------ Information provided ------

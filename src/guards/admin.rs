use rocket::request::{self, Request, FromRequest, Outcome};
use rocket::http::Status;
use log::warn;
use crate::guards::AuthGuard;
use rocket_okapi::request::OpenApiFromRequest;
use rocket_okapi::r#gen::OpenApiGenerator;
use rocket_okapi::request::RequestHeaderInput;

/// Authenticated caller with the admin role; 403 for everyone else.
pub struct AdminGuard {
    pub auth: AuthGuard,
}

#[rocket::async_trait]
impl<'r> FromRequest<'r> for AdminGuard {
    type Error = ();

    async fn from_request(req: &'r Request<'_>) -> request::Outcome<Self, Self::Error> {
        match req.guard::<AuthGuard>().await {
            Outcome::Success(auth) if auth.is_admin() => Outcome::Success(AdminGuard { auth }),
            Outcome::Success(auth) => {
                warn!("Admin guard rejected user {}", auth.user_id);
                Outcome::Error((Status::Forbidden, ()))
            }
            Outcome::Error(e) => Outcome::Error(e),
            Outcome::Forward(f) => Outcome::Forward(f),
        }
    }
}

impl<'a> OpenApiFromRequest<'a> for AdminGuard {
    fn from_request_input(
        _gen: &mut OpenApiGenerator,
        _name: String,
        _required: bool,
    ) -> rocket_okapi::Result<RequestHeaderInput> {
        Ok(RequestHeaderInput::None)
    }
}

------

Show every line of the material that includes the string "Outcome".

### Result of the exercise
use rocket::request::{self, Request, FromRequest, Outcome};
    async fn from_request(req: &'r Request<'_>) -> request::Outcome<Self, Self::Error> {
            Outcome::Success(auth) if auth.is_admin() => Outcome::Success(AdminGuard { auth }),
            Outcome::Success(auth) => {
                Outcome::Error((Status::Forbidden, ()))
            Outcome::Error(e) => Outcome::Error(e),
            Outcome::Forward(f) => Outcome::Forward(f),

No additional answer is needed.